A Multiple Hypothesis Tracking Approach to Collision Detection for Unmanned Aerial Vehicles

Abstract

It is obvious that future unmanned aerial vehicle (UAV) applications will have a high degree of automation, up to autonomy, and will be integrated into civil airspace to go beyond line of sight. To ensure the safe operation of these systems, new technologies are required. Currently, the regulatory and technological frameworks are insufficient. For instance, there are no standards for sensors required to detect obstacles and avoid possible collisions. It is evident that data from several sensors need to be combined to obtain a robust environmental map in order to cope with the high standards of aviation.

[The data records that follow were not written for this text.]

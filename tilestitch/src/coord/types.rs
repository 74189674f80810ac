//! Coordinate type definitions

use std::fmt;

use thiserror::Error;

/// Web Mercator valid latitude range
pub const MIN_LAT: f64 = -85.05112878;
pub const MAX_LAT: f64 = 85.05112878;

/// Valid longitude range
pub const MIN_LON: f64 = -180.0;
pub const MAX_LON: f64 = 180.0;

/// A geographic position in degrees.
#[derive(Debug, Clone, Copy, PartialEq)]
pub struct GeoPoint {
    pub lat: f64,
    pub lon: f64,
}

impl GeoPoint {
    pub fn new(lat: f64, lon: f64) -> Self {
        Self { lat, lon }
    }
}

/// A geographic rectangle in degrees.
///
/// Always normalized: `west <= east` and `south <= north`.
#[derive(Debug, Clone, Copy, PartialEq, serde::Serialize)]
pub struct BoundingBox {
    pub west: f64,
    pub south: f64,
    pub east: f64,
    pub north: f64,
}

impl BoundingBox {
    /// Creates a box from two opposite corners given in any order.
    ///
    /// The arguments follow the `(lon1, lat1, lon2, lat2)` layout; min/max is
    /// taken per axis so callers may pass either diagonal.
    pub fn new(lon1: f64, lat1: f64, lon2: f64, lat2: f64) -> Self {
        Self {
            west: lon1.min(lon2),
            south: lat1.min(lat2),
            east: lon1.max(lon2),
            north: lat1.max(lat2),
        }
    }

    /// Creates a box from an order-agnostic 4-tuple.
    pub fn from_tuple((lon1, lat1, lon2, lat2): (f64, f64, f64, f64)) -> Self {
        Self::new(lon1, lat1, lon2, lat2)
    }

    /// Longitude span in degrees.
    #[inline]
    pub fn width(&self) -> f64 {
        self.east - self.west
    }

    /// Latitude span in degrees.
    #[inline]
    pub fn height(&self) -> f64 {
        self.north - self.south
    }

    /// Returns true if the point lies inside or on the edge of this box.
    pub fn contains(&self, point: GeoPoint) -> bool {
        (self.west..=self.east).contains(&point.lon)
            && (self.south..=self.north).contains(&point.lat)
    }

    /// Returns true if `other` lies entirely within this box.
    pub fn contains_bbox(&self, other: &BoundingBox) -> bool {
        self.west <= other.west
            && self.south <= other.south
            && self.east >= other.east
            && self.north >= other.north
    }

    /// Smallest box enclosing both boxes.
    pub fn union(&self, other: &BoundingBox) -> Self {
        Self {
            west: self.west.min(other.west),
            south: self.south.min(other.south),
            east: self.east.max(other.east),
            north: self.north.max(other.north),
        }
    }

    /// Corner-ordered extent `(xmin, ymax, xmax, ymin)`.
    ///
    /// This is the north-west corner followed by the south-east corner, the
    /// order in which tile-space rows run (north to south).
    pub fn to_nw_se(&self) -> (f64, f64, f64, f64) {
        (self.west, self.north, self.east, self.south)
    }
}

impl fmt::Display for BoundingBox {
    fn fmt(&self, f: &mut fmt::Formatter<'_>) -> fmt::Result {
        write!(
            f,
            "[W {:.6}, S {:.6}, E {:.6}, N {:.6}]",
            self.west, self.south, self.east, self.north
        )
    }
}

/// One cell of the slippy tile pyramid.
///
/// `x` grows eastward and `y` grows southward. Both are signed so that boxes
/// reaching past the valid world produce representable (out-of-range)
/// indices instead of being clipped.
#[derive(Debug, Clone, Copy, PartialEq, Eq, Hash, PartialOrd, Ord, serde::Serialize)]
pub struct TileIndex {
    pub x: i64,
    pub y: i64,
    pub zoom: u8,
}

impl TileIndex {
    pub fn new(x: i64, y: i64, zoom: u8) -> Self {
        Self { x, y, zoom }
    }

    /// Number of tiles along one axis at this zoom level.
    ///
    /// Saturates at `i64::MAX` from zoom 63 up, where `2^zoom` no longer
    /// fits an `i64`.
    #[inline]
    pub fn tiles_per_axis(zoom: u8) -> i64 {
        1i64.checked_shl(u32::from(zoom))
            .filter(|n| *n > 0)
            .unwrap_or(i64::MAX)
    }

    /// Returns true if both indices lie within `[0, 2^zoom)`.
    pub fn is_valid(&self) -> bool {
        let n = Self::tiles_per_axis(self.zoom);
        (0..n).contains(&self.x) && (0..n).contains(&self.y)
    }
}

impl fmt::Display for TileIndex {
    fn fmt(&self, f: &mut fmt::Formatter<'_>) -> fmt::Result {
        write!(f, "{}/{}/{}", self.zoom, self.x, self.y)
    }
}

/// Errors that can occur during coordinate validation.
#[derive(Debug, Clone, PartialEq, Error)]
pub enum CoordError {
    /// Latitude is outside the Web Mercator range
    #[error("Invalid latitude: {0} (must be between {min} and {max})", min = MIN_LAT, max = MAX_LAT)]
    InvalidLatitude(f64),
    /// Longitude is not a finite number
    #[error("Invalid longitude: {0} (must be a finite number)")]
    InvalidLongitude(f64),
}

This paper aims to introduce a Multiple Hypothesis Tracking (MHT) approach to multi-sensor data fusion for future collision avoidance systems. The data from several sensors are merged to obtain new and more accurate measurement data to capture the environment more robustly. The sensors consist of several optical and thermal sensors, radar and transponder systems. This combined measurement data is processed by an avoidance algorithm to calculate avoidance maneuvers. So far, simulations and ground based tests have shown that the implemented MHT approach provides qualitatively better results than conventional probabilistic data fusion approaches. In a next step, test flights will be performed to evaluate the proposed MHT data fusion approach in an airborne environment.